(Saved entries)

——

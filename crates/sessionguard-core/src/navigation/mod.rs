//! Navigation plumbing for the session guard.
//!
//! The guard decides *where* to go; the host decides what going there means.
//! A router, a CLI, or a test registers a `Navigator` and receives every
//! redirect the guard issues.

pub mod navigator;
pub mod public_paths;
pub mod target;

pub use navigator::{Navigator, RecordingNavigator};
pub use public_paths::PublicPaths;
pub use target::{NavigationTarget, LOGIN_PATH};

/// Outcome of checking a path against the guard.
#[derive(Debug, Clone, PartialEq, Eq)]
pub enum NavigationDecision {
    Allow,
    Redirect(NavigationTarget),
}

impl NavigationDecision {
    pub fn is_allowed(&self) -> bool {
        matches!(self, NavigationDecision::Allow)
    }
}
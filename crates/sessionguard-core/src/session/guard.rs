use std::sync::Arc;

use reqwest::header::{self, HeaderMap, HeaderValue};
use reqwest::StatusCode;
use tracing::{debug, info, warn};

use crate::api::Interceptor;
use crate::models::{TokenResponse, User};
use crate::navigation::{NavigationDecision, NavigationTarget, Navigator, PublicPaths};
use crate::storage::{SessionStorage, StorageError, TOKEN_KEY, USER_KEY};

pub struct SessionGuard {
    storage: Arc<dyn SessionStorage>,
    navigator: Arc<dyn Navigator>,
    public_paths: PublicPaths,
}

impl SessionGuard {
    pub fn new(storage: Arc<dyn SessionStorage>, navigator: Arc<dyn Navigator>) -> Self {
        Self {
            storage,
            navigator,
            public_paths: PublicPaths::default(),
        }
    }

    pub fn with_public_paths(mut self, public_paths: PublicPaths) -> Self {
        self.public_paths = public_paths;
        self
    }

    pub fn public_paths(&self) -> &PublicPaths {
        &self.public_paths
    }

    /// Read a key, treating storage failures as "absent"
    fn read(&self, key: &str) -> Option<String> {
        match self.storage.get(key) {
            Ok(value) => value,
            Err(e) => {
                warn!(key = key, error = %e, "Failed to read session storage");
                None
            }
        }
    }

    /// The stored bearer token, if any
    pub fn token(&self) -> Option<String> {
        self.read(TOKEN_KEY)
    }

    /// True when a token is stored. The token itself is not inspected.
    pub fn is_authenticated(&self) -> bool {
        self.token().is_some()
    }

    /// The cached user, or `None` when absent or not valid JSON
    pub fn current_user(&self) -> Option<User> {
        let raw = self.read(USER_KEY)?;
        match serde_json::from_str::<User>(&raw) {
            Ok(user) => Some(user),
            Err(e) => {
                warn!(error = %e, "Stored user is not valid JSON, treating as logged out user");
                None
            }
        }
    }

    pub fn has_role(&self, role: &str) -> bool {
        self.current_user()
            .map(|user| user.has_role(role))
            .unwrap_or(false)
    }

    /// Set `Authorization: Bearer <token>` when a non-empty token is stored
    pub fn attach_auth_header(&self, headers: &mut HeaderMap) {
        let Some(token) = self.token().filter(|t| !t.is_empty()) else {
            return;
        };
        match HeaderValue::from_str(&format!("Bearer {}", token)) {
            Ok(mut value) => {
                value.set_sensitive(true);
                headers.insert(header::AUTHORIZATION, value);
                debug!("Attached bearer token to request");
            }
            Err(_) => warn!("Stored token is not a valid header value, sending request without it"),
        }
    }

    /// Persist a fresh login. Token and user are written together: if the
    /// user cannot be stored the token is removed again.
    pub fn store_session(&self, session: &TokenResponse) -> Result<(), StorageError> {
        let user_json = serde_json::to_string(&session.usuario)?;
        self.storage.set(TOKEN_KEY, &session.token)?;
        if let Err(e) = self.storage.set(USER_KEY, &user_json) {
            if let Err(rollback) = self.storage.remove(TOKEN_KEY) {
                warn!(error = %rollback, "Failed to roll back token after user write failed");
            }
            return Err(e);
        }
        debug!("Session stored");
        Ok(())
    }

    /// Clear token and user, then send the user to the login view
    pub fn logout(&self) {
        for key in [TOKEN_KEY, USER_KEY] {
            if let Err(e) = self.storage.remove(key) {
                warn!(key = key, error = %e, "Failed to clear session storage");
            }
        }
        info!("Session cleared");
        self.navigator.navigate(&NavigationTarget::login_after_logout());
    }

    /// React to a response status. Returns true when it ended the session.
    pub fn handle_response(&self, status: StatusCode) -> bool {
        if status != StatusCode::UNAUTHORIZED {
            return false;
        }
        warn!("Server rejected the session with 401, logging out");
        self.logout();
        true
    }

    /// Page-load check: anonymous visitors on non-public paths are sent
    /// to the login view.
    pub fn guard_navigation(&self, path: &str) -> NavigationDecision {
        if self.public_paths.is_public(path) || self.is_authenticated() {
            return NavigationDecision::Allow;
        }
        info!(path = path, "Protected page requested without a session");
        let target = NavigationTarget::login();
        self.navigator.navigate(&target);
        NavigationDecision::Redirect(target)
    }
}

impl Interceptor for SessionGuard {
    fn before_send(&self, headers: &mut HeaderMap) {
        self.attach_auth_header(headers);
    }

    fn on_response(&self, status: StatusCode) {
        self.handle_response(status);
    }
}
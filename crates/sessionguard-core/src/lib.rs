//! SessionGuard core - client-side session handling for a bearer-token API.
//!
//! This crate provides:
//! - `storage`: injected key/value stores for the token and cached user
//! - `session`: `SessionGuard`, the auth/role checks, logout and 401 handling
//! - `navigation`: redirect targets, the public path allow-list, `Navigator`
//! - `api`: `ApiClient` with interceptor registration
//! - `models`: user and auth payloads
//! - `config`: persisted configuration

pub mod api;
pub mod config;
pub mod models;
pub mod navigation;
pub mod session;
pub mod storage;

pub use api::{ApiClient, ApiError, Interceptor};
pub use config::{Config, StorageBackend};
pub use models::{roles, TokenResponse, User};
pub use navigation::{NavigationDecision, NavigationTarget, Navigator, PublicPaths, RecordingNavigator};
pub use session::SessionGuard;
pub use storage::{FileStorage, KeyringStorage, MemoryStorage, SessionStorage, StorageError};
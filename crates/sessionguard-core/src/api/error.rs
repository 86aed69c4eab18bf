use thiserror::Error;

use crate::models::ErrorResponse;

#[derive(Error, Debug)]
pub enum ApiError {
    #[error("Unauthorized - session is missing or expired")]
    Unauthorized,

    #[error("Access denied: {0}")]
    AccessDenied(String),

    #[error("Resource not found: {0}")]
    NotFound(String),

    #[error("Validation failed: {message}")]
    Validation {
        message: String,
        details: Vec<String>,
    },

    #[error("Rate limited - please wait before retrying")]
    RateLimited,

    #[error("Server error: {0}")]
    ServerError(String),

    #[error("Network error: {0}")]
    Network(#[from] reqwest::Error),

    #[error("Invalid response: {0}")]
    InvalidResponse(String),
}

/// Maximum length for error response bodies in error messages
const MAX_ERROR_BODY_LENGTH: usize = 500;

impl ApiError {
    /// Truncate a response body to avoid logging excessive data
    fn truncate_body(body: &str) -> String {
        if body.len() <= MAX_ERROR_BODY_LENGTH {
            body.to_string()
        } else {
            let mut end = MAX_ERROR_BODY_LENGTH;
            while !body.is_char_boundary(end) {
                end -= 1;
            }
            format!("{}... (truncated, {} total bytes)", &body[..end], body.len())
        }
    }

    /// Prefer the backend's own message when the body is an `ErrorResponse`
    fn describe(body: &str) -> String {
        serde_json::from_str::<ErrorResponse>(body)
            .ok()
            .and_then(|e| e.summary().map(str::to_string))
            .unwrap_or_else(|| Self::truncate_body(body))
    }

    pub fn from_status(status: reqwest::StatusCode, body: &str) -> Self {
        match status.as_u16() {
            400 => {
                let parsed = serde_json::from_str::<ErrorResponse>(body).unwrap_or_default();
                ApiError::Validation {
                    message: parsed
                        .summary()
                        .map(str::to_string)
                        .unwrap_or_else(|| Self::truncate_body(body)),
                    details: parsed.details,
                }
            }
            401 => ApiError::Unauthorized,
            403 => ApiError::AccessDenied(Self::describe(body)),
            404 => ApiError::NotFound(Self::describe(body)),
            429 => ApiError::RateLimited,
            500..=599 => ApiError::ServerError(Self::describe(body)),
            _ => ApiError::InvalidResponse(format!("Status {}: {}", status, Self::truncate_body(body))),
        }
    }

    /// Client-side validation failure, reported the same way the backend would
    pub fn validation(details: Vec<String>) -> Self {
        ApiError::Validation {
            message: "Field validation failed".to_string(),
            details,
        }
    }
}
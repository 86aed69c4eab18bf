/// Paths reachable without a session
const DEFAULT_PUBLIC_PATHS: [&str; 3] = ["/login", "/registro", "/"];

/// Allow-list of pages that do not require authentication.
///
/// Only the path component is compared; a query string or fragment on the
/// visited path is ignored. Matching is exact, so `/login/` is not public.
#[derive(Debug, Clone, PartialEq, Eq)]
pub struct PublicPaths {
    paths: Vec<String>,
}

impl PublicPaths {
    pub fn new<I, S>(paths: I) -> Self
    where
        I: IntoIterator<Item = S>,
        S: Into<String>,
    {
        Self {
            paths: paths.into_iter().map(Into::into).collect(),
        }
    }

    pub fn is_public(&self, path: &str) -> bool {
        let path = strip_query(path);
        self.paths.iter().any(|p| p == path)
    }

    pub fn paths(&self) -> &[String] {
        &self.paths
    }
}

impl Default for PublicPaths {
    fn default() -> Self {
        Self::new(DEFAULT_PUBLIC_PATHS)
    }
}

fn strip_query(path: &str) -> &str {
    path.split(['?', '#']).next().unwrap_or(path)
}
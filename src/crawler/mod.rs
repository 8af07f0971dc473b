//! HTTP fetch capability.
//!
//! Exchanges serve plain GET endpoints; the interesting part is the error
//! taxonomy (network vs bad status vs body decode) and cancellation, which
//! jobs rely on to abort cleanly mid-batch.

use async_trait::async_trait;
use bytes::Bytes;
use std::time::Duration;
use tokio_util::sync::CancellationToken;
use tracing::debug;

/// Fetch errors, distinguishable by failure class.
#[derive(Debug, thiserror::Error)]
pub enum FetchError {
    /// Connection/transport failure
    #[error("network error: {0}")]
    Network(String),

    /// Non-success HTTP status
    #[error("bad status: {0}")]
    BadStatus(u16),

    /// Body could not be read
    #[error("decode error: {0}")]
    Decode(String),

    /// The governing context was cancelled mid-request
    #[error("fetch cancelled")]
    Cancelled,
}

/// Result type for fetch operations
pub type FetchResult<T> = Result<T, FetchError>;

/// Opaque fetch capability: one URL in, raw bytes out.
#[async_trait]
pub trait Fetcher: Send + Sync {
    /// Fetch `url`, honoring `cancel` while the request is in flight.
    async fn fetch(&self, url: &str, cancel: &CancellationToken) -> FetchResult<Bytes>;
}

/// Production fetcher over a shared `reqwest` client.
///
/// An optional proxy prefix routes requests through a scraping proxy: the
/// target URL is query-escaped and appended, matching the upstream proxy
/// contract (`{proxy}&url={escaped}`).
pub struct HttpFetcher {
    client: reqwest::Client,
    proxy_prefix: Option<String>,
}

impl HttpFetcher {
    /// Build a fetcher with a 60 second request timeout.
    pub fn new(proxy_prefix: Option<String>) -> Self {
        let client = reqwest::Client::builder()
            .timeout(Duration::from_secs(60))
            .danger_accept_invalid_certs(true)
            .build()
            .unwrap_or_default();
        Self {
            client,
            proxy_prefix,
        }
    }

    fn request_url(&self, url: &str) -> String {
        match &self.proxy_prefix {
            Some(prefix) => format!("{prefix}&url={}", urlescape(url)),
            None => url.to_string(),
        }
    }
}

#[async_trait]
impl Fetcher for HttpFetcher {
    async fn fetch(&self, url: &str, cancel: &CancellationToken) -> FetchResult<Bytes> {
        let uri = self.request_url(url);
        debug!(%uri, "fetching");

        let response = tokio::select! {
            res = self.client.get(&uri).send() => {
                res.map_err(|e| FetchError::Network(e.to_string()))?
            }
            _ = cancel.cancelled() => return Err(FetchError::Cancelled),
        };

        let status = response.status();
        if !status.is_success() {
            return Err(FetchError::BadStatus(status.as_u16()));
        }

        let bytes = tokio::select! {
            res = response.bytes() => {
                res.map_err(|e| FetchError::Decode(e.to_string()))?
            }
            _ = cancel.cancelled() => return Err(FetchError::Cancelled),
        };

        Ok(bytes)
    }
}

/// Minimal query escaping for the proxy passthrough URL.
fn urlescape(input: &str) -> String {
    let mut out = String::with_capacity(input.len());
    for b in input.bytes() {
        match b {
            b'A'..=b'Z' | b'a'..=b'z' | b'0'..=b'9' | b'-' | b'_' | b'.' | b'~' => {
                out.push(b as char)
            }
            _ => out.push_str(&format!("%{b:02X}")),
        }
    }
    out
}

——

### INSTRUCTIONS TO FOLLOW:
Copy out each line of the data in which the word "ApiError" appears.

### TASK OUTPUT:
pub use api::{ApiClient, ApiError, Interceptor};
pub enum ApiError {
impl ApiError {
                ApiError::Validation {
            401 => ApiError::Unauthorized,
            403 => ApiError::AccessDenied(Self::describe(body)),
            404 => ApiError::NotFound(Self::describe(body)),
            429 => ApiError::RateLimited,
            500..=599 => ApiError::ServerError(Self::describe(body)),
            _ => ApiError::InvalidResponse(format!("Status {}: {}", status, Self::truncate_body(body))),
        ApiError::Validation {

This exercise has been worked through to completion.